Product Liability

Hepatitis A In Frozen Tuna Prompts Another Recall

tuna poke raw tuna hepatitis A Hepatitis A In Frozen Tuna Prompts Another RecallFederal and state health officials are investigating the potential hepatitis A contamination of frozen yellowfin tuna distributed by Hilo Fish Company to restaurants and other customers in California, New York, Oklahoma and Texas.

The risk of contamination was discovered in mid-May after Hilo Fish tested samples of frozen tuna provided by the Sustainable Seafood Company of Vietnam and Santa Cruz Seafood Inc. of the Philippines.

Earlier, in May, the U.S. Food and Drug Administration (FDA) said that people who consumed raw tuna products from several supermarkets and restaurants on the island of Oahu, Hawaii, between April 27 and May 1 may have been exposed to the hepatitis A virus. That fish was distributed by Tropic Fish Hawaii LLC, a subsidiary distributor of Hilo Fish, and was recalled on May 1.

After the initial hepatitis A contamination was discovered in Hawaii, Hilo Fish submitted additional samples of the imported tuna for testing and those tests revealed additional positive results, prompting another recall on May 18.

The current recall includes 8-ounce individually vacuum packed bags of tuna steaks with a production date code of 627152, lot number 166623, and expiration date 2018-10-01. Also included in the recall are frozen yellowfin tuna cubes, individually vacuum packed in a 15 lb. case with date code 705342, lot number 173448, and expiration date 2019-04-01.

The U.S. Centers for Disease Control and Prevention (CDC) said it is not aware of any illnesses linked to the latest recalled products, but it is advising post exposure prophylaxis (PEP) for unvaccinated persons who may have consumed the potentially contaminated tuna within the past two weeks.
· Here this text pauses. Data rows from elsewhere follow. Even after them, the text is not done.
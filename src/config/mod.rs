use std::env;
use std::net::{IpAddr, SocketAddr};

use thiserror::Error;

/// Distinguishes runtime behavior for different stages of the service.
#[derive(Debug, Clone, Copy, PartialEq, Eq)]
pub enum AppEnvironment {
    Development,
    Test,
    Production,
}

impl AppEnvironment {
    fn from_str(value: &str) -> Self {
        match value.trim().to_ascii_lowercase().as_str() {
            "prod" | "production" => Self::Production,
            "test" | "ci" => Self::Test,
            _ => Self::Development,
        }
    }
}

/// Output shape for the log stream.
#[derive(Debug, Clone, Copy, PartialEq, Eq)]
pub enum LogFormat {
    Compact,
    Json,
}

impl LogFormat {
    fn from_str(value: &str) -> Result<Self, ConfigError> {
        match value.trim().to_ascii_lowercase().as_str() {
            "compact" => Ok(Self::Compact),
            "json" => Ok(Self::Json),
            other => Err(ConfigError::UnknownLogFormat {
                value: other.to_string(),
            }),
        }
    }
}

/// Top-level configuration for the supplier registry service, assembled from
/// `REGISTRY_*` environment variables (a `.env` file is honored if present).
#[derive(Debug, Clone)]
pub struct AppConfig {
    pub environment: AppEnvironment,
    pub server: ServerConfig,
    pub telemetry: TelemetryConfig,
    pub metrics: MetricsConfig,
}

impl AppConfig {
    pub fn load() -> Result<Self, ConfigError> {
        dotenvy::dotenv().ok();

        Ok(Self {
            environment: AppEnvironment::from_str(&var_or("REGISTRY_ENV", "development")),
            server: ServerConfig::from_env()?,
            telemetry: TelemetryConfig::from_env()?,
            metrics: MetricsConfig::from_env()?,
        })
    }
}

/// Settings controlling the HTTP server binding.
#[derive(Debug, Clone)]
pub struct ServerConfig {
    pub host: String,
    pub port: u16,
}

impl ServerConfig {
    fn from_env() -> Result<Self, ConfigError> {
        let host = var_or("REGISTRY_HOST", "127.0.0.1");
        let raw_port = var_or("REGISTRY_PORT", "8000");
        let port = raw_port
            .parse::<u16>()
            .map_err(|_| ConfigError::InvalidPort { value: raw_port })?;
        Ok(Self { host, port })
    }

    pub fn socket_addr(&self) -> Result<SocketAddr, ConfigError> {
        if self.host.eq_ignore_ascii_case("localhost") {
            return Ok(SocketAddr::new(IpAddr::from([127, 0, 0, 1]), self.port));
        }

        let ip: IpAddr = self
            .host
            .parse()
            .map_err(|source| ConfigError::InvalidHost { source })?;

        Ok(SocketAddr::new(ip, self.port))
    }
}

/// Tracing controls: default filter directive plus output shape.
#[derive(Debug, Clone)]
pub struct TelemetryConfig {
    pub log_level: String,
    pub log_format: LogFormat,
}

impl TelemetryConfig {
    fn from_env() -> Result<Self, ConfigError> {
        Ok(Self {
            log_level: var_or("REGISTRY_LOG_LEVEL", "info"),
            log_format: LogFormat::from_str(&var_or("REGISTRY_LOG_FORMAT", "compact"))?,
        })
    }
}

/// Whether the prometheus layer and `/metrics` endpoint are mounted.
#[derive(Debug, Clone)]
pub struct MetricsConfig {
    pub enabled: bool,
}

impl MetricsConfig {
    fn from_env() -> Result<Self, ConfigError> {
        let raw = var_or("REGISTRY_METRICS_ENABLED", "true");
        let enabled = parse_toggle(&raw).ok_or(ConfigError::InvalidToggle { value: raw })?;
        Ok(Self { enabled })
    }
}

fn parse_toggle(raw: &str) -> Option<bool> {
    match raw.trim().to_ascii_lowercase().as_str() {
        "1" | "true" | "yes" | "on" => Some(true),
        "0" | "false" | "no" | "off" => Some(false),
        _ => None,
    }
}

fn var_or(key: &str, default: &str) -> String {
    env::var(key).unwrap_or_else(|_| default.to_string())
}

#[derive(Debug, Error)]
pub enum ConfigError {
    #[error("REGISTRY_PORT must be a valid u16, got '{value}'")]
    InvalidPort { value: String },
    #[error("REGISTRY_HOST must parse to an IPv4 or IPv6 address")]
    InvalidHost {
        #[source]
        source: std::net::AddrParseError,
    },
    #[error("REGISTRY_LOG_FORMAT must be 'compact' or 'json', got '{value}'")]
    UnknownLogFormat { value: String },
    #[error("REGISTRY_METRICS_ENABLED must be a boolean toggle, got '{value}'")]
    InvalidToggle { value: String },
}
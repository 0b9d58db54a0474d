//! Errors returned by the login and registration services

use thiserror::Error;

use super::ports::errors::{StorageError, TransportError};

/// Message used when the server rejects a login without saying why
pub const DEFAULT_LOGIN_FAILURE_MESSAGE: &str = "登录失败：未知错误";

/// Message used when a successful login envelope carries no token
pub const MISSING_TOKEN_MESSAGE: &str = "登录失败：未获取到登录凭证";

/// Message used when the server rejects a registration without saying why
pub const DEFAULT_REGISTRATION_FAILURE_MESSAGE: &str = "注册失败：未知错误";

/// Errors returned by the login flow
///
/// Every variant is logged by the login service before it reaches the caller.
#[derive(Error, Debug)]
pub enum LoginError {
    /// The HTTP call itself failed; the transport error is passed through untouched
    #[error(transparent)]
    Transport(#[from] TransportError),

    /// The server answered with a non-success status code
    #[error("{0}")]
    Rejected(String),

    /// The server reported success but sent no credential token
    #[error("{}", MISSING_TOKEN_MESSAGE)]
    MissingToken,

    /// The credentials value could not be encoded as JSON
    #[error("Invalid credentials payload: {0}")]
    InvalidCredentials(#[from] serde_json::Error),

    /// The token could not be persisted
    #[error("Failed to store credential token: {0}")]
    Storage(#[from] StorageError),
}

/// Errors returned by student/teacher registration
#[derive(Error, Debug)]
pub enum RegistrationError {
    /// The request failed local validation and was never sent
    #[error("Invalid registration: {0}")]
    Invalid(String),

    /// The HTTP call itself failed
    #[error(transparent)]
    Transport(#[from] TransportError),

    /// The server answered with a non-success status code
    #[error("{0}")]
    Rejected(String),

    /// The request could not be encoded as JSON
    #[error("Invalid registration payload: {0}")]
    Serialization(#[from] serde_json::Error),
}
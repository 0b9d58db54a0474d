//! CLI type definitions
//!
//! This module contains clap command structures that define the CLI interface.

use clap::{Args, Parser, Subcommand, ValueEnum};
use std::path::PathBuf;

use crate::domain::models::RegistrationRole;

/// Top-level command line
#[derive(Parser)]
#[command(name = "gradebook-auth")]
#[command(about = "Log in to the gradebook backend and manage the stored credential token", long_about = None)]
#[command(version)]
pub struct Cli {
    /// Subcommand to run
    #[command(subcommand)]
    pub command: Commands,

    /// Output in JSON format
    #[arg(short, long, global = true)]
    pub json: bool,

    /// Configuration file (replaces .gradebook/config.yaml and local.yaml)
    #[arg(short, long, global = true, value_name = "PATH")]
    pub config: Option<PathBuf>,
}

/// Available subcommands
#[derive(Subcommand)]
pub enum Commands {
    /// Write a default .gradebook/config.yaml
    Init {
        /// Overwrite an existing config file
        #[arg(short, long)]
        force: bool,
    },

    /// Log in and store the credential token
    Login(LoginArgs),

    /// Register a student or teacher account
    Register(RegisterArgs),

    /// Print the stored credential token
    Token {
        /// Print the full Authorization header value instead
        #[arg(long)]
        header: bool,
    },
}

/// Arguments for `login`
#[derive(Args, Debug)]
pub struct LoginArgs {
    /// Account username
    #[arg(short, long)]
    pub username: String,

    /// Account password
    #[arg(short, long, env = "GRADEBOOK_PASSWORD", hide_env_values = true)]
    pub password: Option<String>,

    /// Read the password from the first line of stdin (takes precedence over --password)
    #[arg(long)]
    pub password_stdin: bool,
}

/// Arguments for `register`
#[derive(Args, Debug)]
pub struct RegisterArgs {
    /// Account type to register
    #[arg(value_enum)]
    pub role: RoleArg,

    /// Account username
    #[arg(short, long)]
    pub username: String,

    /// Account password
    #[arg(short, long, env = "GRADEBOOK_PASSWORD", hide_env_values = true)]
    pub password: String,

    /// Repeat of the password; must match
    #[arg(long)]
    pub confirm_password: String,

    /// Student number or teacher number, depending on the role
    #[arg(short, long)]
    pub number: String,

    /// Display name
    #[arg(long)]
    pub real_name: Option<String>,

    /// Contact phone (teachers only)
    #[arg(long)]
    pub phone: Option<String>,
}

/// Account type on the command line
#[derive(Clone, Copy, Debug, ValueEnum)]
pub enum RoleArg {
    /// Student account
    Student,
    /// Teacher account
    Teacher,
}

impl From<RoleArg> for RegistrationRole {
    fn from(role: RoleArg) -> Self {
        match role {
            RoleArg::Student => Self::Student,
            RoleArg::Teacher => Self::Teacher,
        }
    }
}
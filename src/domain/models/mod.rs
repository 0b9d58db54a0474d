//! Domain models

pub mod config;
pub mod credentials;
pub mod envelope;
pub mod session;

pub use config::{ApiConfig, Config, LogFormat, LoggingConfig, RotationPolicy, StorageConfig};
pub use credentials::{LoginCredentials, RegisterRequest, RegistrationRole};
pub use envelope::{ResponseEnvelope, SUCCESS_CODE};
pub use session::{LoginSession, RegistrationOutcome};
//! Implementation of the `gradebook-auth init` command.

use anyhow::{anyhow, Context, Result};
use serde::Serialize;
use std::path::{Path, PathBuf};

use crate::cli::output::{output, CommandOutput};
use crate::infrastructure::setup::write_default_config;

/// Result of `init`
#[derive(Debug, Serialize)]
pub struct InitOutput {
    /// Always true; failures are returned as errors
    pub success: bool,
    /// Status line
    pub message: String,
    /// File that was written
    pub config_path: PathBuf,
}

impl CommandOutput for InitOutput {
    fn to_human(&self) -> String {
        format!("{}\n  {}", self.message, self.config_path.display())
    }
}

/// Write the default config into the current directory
pub fn execute(force: bool, json_mode: bool) -> Result<()> {
    let root = std::env::current_dir().context("Failed to get current directory")?;
    let config_path = init_config(&root, force)?;

    let output_data = InitOutput {
        success: true,
        message: "Wrote default configuration.".to_string(),
        config_path,
    };
    output(&output_data, json_mode);
    Ok(())
}

fn init_config(root: &Path, force: bool) -> Result<PathBuf> {
    write_default_config(root, force)?.ok_or_else(|| {
        anyhow!("Configuration already exists. Use --force to overwrite.")
    })
}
Restaurants and other retailers should take appropriate actions to ensure that the recalled products are not served to consumers, the FDA advised. Businesses that served the recalled products within the last two weeks should contact their local health department and, if possible, notify their consumers about possible exposure to hepatitis A virus.

Hepatitis A is a contagious liver disease that results from infection with the hepatitis A virus. It can range in severity from a mild illness lasting a few weeks to a severe illness lasting several months. Hepatitis A is usually spread when a person ingests the virus from contaminated food or water. The virus can also be easily passed from an infected person to other unvaccinated family members, sexual partners, and close contacts.

Symptoms of hepatitis A in adults include fatigue, abdominal pain, jaundice, abnormal liver tests, dark urine, and pale stool. Symptoms often don’t manifest until 15 to 50 days after consuming a contaminated food or drink.

Anyone who believes they have consumed the potentially contaminated tuna is advised to see a doctor.